Rachel Carson: Sports Physical Therapy in Longview Built for Athletes
- Jessica Boggio
- May 9
- 4 min read

She came out of physical therapy school with a doctorate and one firm conviction about her future.
Absolutely not. Never. Not ever.
That was her answer every time someone asked if she’d own her own business one day. She was going to be a physical therapist — a good one — and that was enough. She didn’t need the overhead and the risk and the headache of building something from scratch.
Then she spent five years inside the work she’d trained for. And something shifted.
Rachel Carson is the founder of Texas Grit, a cash-based sports physical therapy practice in Longview built around athletes, active adults, and the particular kind of care she couldn’t stop believing was possible.
Why She Built Her Own
Rachel spent seven and a half years in Oregon after graduating from PT school. She loved it — the outdoors, the work, the people. Two of those years were in a sports-based clinic doing the kind of high-level rehab she’d imagined when she chose the profession.
Then the clinic got bought out. The model changed. She found herself seeing 25 patients a day, moving between rooms, doing her best to give direction and stay present with people who deserved more of her attention than the schedule allowed.
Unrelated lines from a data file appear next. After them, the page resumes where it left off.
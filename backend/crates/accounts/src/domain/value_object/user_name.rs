//! User Name Value Object
//!
//! A username is the public handle of an account, used for login, display,
//! and lookup. Matching is case-insensitive: mixed-case input is accepted
//! but the canonical form is lowercase, and all uniqueness and login
//! comparisons go through the canonical form.
//!
//! Processing order: NFKC normalization, trim, validation, lowercasing.
//!
//! ## Invariants
//! - Length: 3 to 30 characters (after normalization)
//! - ASCII letters, digits, and `_ . -` only
//! - Starts and ends with a letter, digit, or `_`
//! - No consecutive dots

use serde::{Deserialize, Serialize};
use std::fmt;
use unicode_normalization::UnicodeNormalization;

/// Minimum length for a user name (in characters)
pub const USER_NAME_MIN_LENGTH: usize = 3;

/// Maximum length for a user name (in characters)
pub const USER_NAME_MAX_LENGTH: usize = 30;

/// Allowed special characters in a user name
const ALLOWED_SPECIAL_CHARS: &[char] = &['_', '.', '-'];

/// Error returned when user name validation fails
#[derive(Debug, Clone, PartialEq, Eq)]
pub enum UserNameError {
    /// Empty after normalization
    Empty,

    /// Shorter than [`USER_NAME_MIN_LENGTH`]
    TooShort { length: usize, min: usize },

    /// Longer than [`USER_NAME_MAX_LENGTH`]
    TooLong { length: usize, max: usize },

    /// Contains a character outside the allowed set
    InvalidCharacter { char: char, position: usize },

    /// Starts with a character other than a-z, 0-9, or _
    InvalidStart { char: char },

    /// Ends with a character other than a-z, 0-9, or _
    InvalidEnd { char: char },

    /// Contains consecutive dots (..)
    ConsecutiveDots,
}

impl fmt::Display for UserNameError {
    fn fmt(&self, f: &mut fmt::Formatter<'_>) -> fmt::Result {
        match self {
            Self::Empty => write!(f, "User name cannot be empty"),
            Self::TooShort { length, min } => {
                write!(f, "User name is too short ({length} chars, minimum {min})")
            }
            Self::TooLong { length, max } => {
                write!(f, "User name is too long ({length} chars, maximum {max})")
            }
            Self::InvalidCharacter { char, position } => {
                write!(
                    f,
                    "Invalid character '{char}' at position {position}. Only a-z, 0-9, _, ., - are allowed"
                )
            }
            Self::InvalidStart { char } => {
                write!(
                    f,
                    "User name cannot start with '{char}'. Must start with a-z, 0-9, or _"
                )
            }
            Self::InvalidEnd { char } => {
                write!(
                    f,
                    "User name cannot end with '{char}'. Must end with a-z, 0-9, or _"
                )
            }
            Self::ConsecutiveDots => {
                write!(f, "User name cannot contain consecutive dots (..)")
            }
        }
    }
}

impl std::error::Error for UserNameError {}

/// Validated, normalized user name
///
/// # Storage
/// - `original`: the user's input (trimmed, NFKC normalized, preserves case)
/// - `canonical`: lowercase form for uniqueness and login comparison
#[derive(Clone, PartialEq, Eq, Hash, Serialize, Deserialize)]
#[serde(try_from = "String", into = "String")]
pub struct UserName {
    /// Original user input (preserves case)
    original: String,
    /// Canonical form (lowercase) for uniqueness
    canonical: String,
}

impl UserName {
    /// Create a new UserName from raw input
    ///
    /// Applies normalization (NFKC, trim) and validates.
    pub fn new(input: impl AsRef<str>) -> Result<Self, UserNameError> {
        let original = Self::normalize_original(input.as_ref());
        let canonical = original.to_lowercase();
        Self::validate(&canonical)?;
        Ok(Self {
            original,
            canonical,
        })
    }

    /// Get the original user name (preserves case)
    #[inline]
    pub fn original(&self) -> &str {
        &self.original
    }

    /// Get the canonical (lowercase) user name
    #[inline]
    pub fn canonical(&self) -> &str {
        &self.canonical
    }

    /// Alias for canonical()
    #[inline]
    pub fn as_str(&self) -> &str {
        &self.canonical
    }

    /// Create from database values (assumes already validated)
    pub fn from_db(original: &str) -> Self {
        Self {
            original: original.to_string(),
            canonical: original.to_lowercase(),
        }
    }

    /// Normalize input string (trim and NFKC, preserve case)
    fn normalize_original(input: &str) -> String {
        input.nfkc().collect::<String>().trim().to_string()
    }

    /// Validate the canonical user name
    fn validate(canonical: &str) -> Result<(), UserNameError> {
        if canonical.is_empty() {
            return Err(UserNameError::Empty);
        }

        let length = canonical.chars().count();
        if length < USER_NAME_MIN_LENGTH {
            return Err(UserNameError::TooShort {
                length,
                min: USER_NAME_MIN_LENGTH,
            });
        }
        if length > USER_NAME_MAX_LENGTH {
            return Err(UserNameError::TooLong {
                length,
                max: USER_NAME_MAX_LENGTH,
            });
        }

        for (pos, ch) in canonical.chars().enumerate() {
            if !Self::is_valid_char(ch) {
                return Err(UserNameError::InvalidCharacter {
                    char: ch,
                    position: pos,
                });
            }
        }

        let first_char = canonical.chars().next().unwrap();
        if !Self::is_valid_start_end_char(first_char) {
            return Err(UserNameError::InvalidStart { char: first_char });
        }

        let last_char = canonical.chars().next_back().unwrap();
        if !Self::is_valid_start_end_char(last_char) {
            return Err(UserNameError::InvalidEnd { char: last_char });
        }

        if canonical.contains("..") {
            return Err(UserNameError::ConsecutiveDots);
        }

        Ok(())
    }

    /// Check if character is valid in a user name
    #[inline]
    fn is_valid_char(c: char) -> bool {
        c.is_ascii_lowercase() || c.is_ascii_digit() || ALLOWED_SPECIAL_CHARS.contains(&c)
    }

    /// Check if character is valid at start or end of a user name
    #[inline]
    fn is_valid_start_end_char(c: char) -> bool {
        c.is_ascii_lowercase() || c.is_ascii_digit() || c == '_'
    }
}

impl fmt::Debug for UserName {
    fn fmt(&self, f: &mut fmt::Formatter<'_>) -> fmt::Result {
        f.debug_struct("UserName")
            .field("original", &self.original)
            .field("canonical", &self.canonical)
            .finish()
    }
}

impl fmt::Display for UserName {
    fn fmt(&self, f: &mut fmt::Formatter<'_>) -> fmt::Result {
        f.write_str(&self.original)
    }
}

impl AsRef<str> for UserName {
    fn as_ref(&self) -> &str {
        &self.canonical
    }
}

impl TryFrom<String> for UserName {
    type Error = UserNameError;

    fn try_from(value: String) -> Result<Self, Self::Error> {
        Self::new(value)
    }
}

impl TryFrom<&str> for UserName {
    type Error = UserNameError;

    fn try_from(value: &str) -> Result<Self, Self::Error> {
        Self::new(value)
    }
}

impl From<UserName> for String {
    fn from(name: UserName) -> Self {
        name.original
    }
}

#[cfg(test)]
mod tests {
    use super::*;

    mod normalization {
        use super::*;

        #[test]
        fn test_trim_whitespace() {
            let name = UserName::new("  alice  ").unwrap();
            assert_eq!(name.as_str(), "alice");
        }

        #[test]
        fn test_case_insensitive_canonical() {
            let upper = UserName::new("ALICE").unwrap();
            let lower = UserName::new("alice").unwrap();
            assert_eq!(upper.canonical(), lower.canonical());
            assert_eq!(upper.original(), "ALICE");
        }

        #[test]
        fn test_mixed_case() {
            let name = UserName::new("AlIcE_123").unwrap();
            assert_eq!(name.as_str(), "alice_123");
        }

        #[test]
        fn test_nfkc_normalization() {
            // Full-width 'Ａ' (U+FF21) normalizes to ASCII
            let name = UserName::new("Ａlice").unwrap();
            assert_eq!(name.as_str(), "alice");
        }
    }

    mod length_validation {
        use super::*;

        #[test]
        fn test_empty_fails() {
            assert!(matches!(UserName::new(""), Err(UserNameError::Empty)));
            assert!(matches!(UserName::new("   "), Err(UserNameError::Empty)));
        }

        #[test]
        fn test_too_short() {
            assert!(matches!(
                UserName::new("ab"),
                Err(UserNameError::TooShort { length: 2, min: 3 })
            ));
        }

        #[test]
        fn test_boundaries() {
            assert!(UserName::new("abc").is_ok());
            assert!(UserName::new("a".repeat(USER_NAME_MAX_LENGTH)).is_ok());
            assert!(matches!(
                UserName::new("a".repeat(USER_NAME_MAX_LENGTH + 1)),
                Err(UserNameError::TooLong { .. })
            ));
        }
    }

    mod character_validation {
        use super::*;

        #[test]
        fn test_valid_names() {
            assert!(UserName::new("alice123").is_ok());
            assert!(UserName::new("alice_bob").is_ok());
            assert!(UserName::new("alice.bob").is_ok());
            assert!(UserName::new("alice-bob").is_ok());
        }

        #[test]
        fn test_invalid_special_char() {
            assert!(matches!(
                UserName::new("alice@bob"),
                Err(UserNameError::InvalidCharacter { char: '@', .. })
            ));
        }

        #[test]
        fn test_invalid_unicode() {
            assert!(matches!(
                UserName::new("日本語です"),
                Err(UserNameError::InvalidCharacter { .. })
            ));
        }

        #[test]
        fn test_invalid_start_end() {
            assert!(matches!(
                UserName::new(".alice"),
                Err(UserNameError::InvalidStart { char: '.' })
            ));
            assert!(matches!(
                UserName::new("alice-"),
                Err(UserNameError::InvalidEnd { char: '-' })
            ));
        }

        #[test]
        fn test_consecutive_dots() {
            assert!(matches!(
                UserName::new("alice..bob"),
                Err(UserNameError::ConsecutiveDots)
            ));
        }
    }
}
“I’m not doing what I feel called to do,” she says, “because I can’t.”
It’s a tension a lot of PTs feel. The profession draws people who genuinely want to help — it’s something of a running joke in PT school, she says — and the realities of any high-volume environment can make that harder than expected. Insurance reimbursement rates are part of it. Productivity expectations are part of it. None of it is anyone’s fault exactly. It’s just the shape of the system, and not everyone fits inside it the same way.
Rachel started to realize she didn’t.
ACL rehab is where she felt it most clearly. Research shows lower reinjury rates when athletes wait at least nine months post-surgery — but more importantly, return to sport should be criteria-based, not calendar-based. Insurance coverage tends to end well before an athlete actually meets the criteria. Which leaves a gap — and a kid who isn’t ready, and a therapist who knows it, and not a lot of good options.
“What are they supposed to do here?”
She wanted to be the answer to that question. And she wanted to be able to give it without a clock running over the whole thing. So she stopped waiting for a model that fit and built one.
Texas Grit
Rachel works out of Axis Fit and Nutrition in Longview — turf space, full equipment, everything an athlete actually needs to get strong. Not a traditional clinic with a table and a resistance band. A real training environment, because that’s what real rehab requires.
She’s cash-based and out of network. The investment is real and she doesn’t pretend otherwise. But what it buys is an hour of her full attention — one person, one plan, no interruptions.
The goal isn’t to get people back to where they were before they got hurt.
It’s to get them past it.
Rachel is also a certified strength and conditioning coach, and her work blends both disciplines. Rehab doesn’t end where performance begins — they’re the same arc. Most clinics hand patients off somewhere in the middle of that arc, cleared but not actually ready for the level they want to play at. Rachel doesn’t hand off. She takes people all the way through.
She wants the ones who are ready to do the work.
Strength, she’ll tell you, is one of the biggest predictors of injury. Bad movement mechanics and weakness are why people get hurt in the first place and why they get hurt again. Her job is to identify the problem and give people the tools and the plan to build past it — far enough that it’s unlikely to come back. Not a Band-Aid. A foundation.
The Part Nobody Knows
There’s also a gap in information, separate from the gap in care.
Most people don’t know what to do when they get hurt — or when their kid does. What does good rehab actually look like? How do you know if you’re getting it? When is someone actually ready to go back to their sport, their workout, their life — not cleared, but ready? Most people are operating without answers to any of that, and the answers matter.
“Just because your surgeon says you’re clear doesn’t mean you’re actually ready to go back to sport.”
There are tests, measurements, benchmarks — the same standards elite athletes are held to everywhere else in the country. Her goal is to bring that standard here. Not as a luxury. As a baseline. She has invested in the education, built the network, and is building the practice to match what she knows is possible.
East Texas athletes deserve access to that level of care.
She came out of PT school saying never to any of this.
Now she’s building it.
Why I Interviewed Rachel
Zac Newbell mentioned her name when I interviewed him for HUSTL CULTR. That’s usually a good sign — when people doing serious work are quick to point at someone else doing serious work.
What stood out to me about Rachel’s story is that it’s really a story about conviction. She didn’t leave a career — she left a version of it that kept getting between her and the actual job. And instead of accepting that friction as just how it goes, she built something where it didn’t have to exist.
ETX Uncovered exists to find the people building something worth knowing about in East Texas. Rachel’s building something — and if you have a kid who plays sports, or you’re an adult who keeps getting hurt and keeps being told to rest, it’s worth knowing she’s here.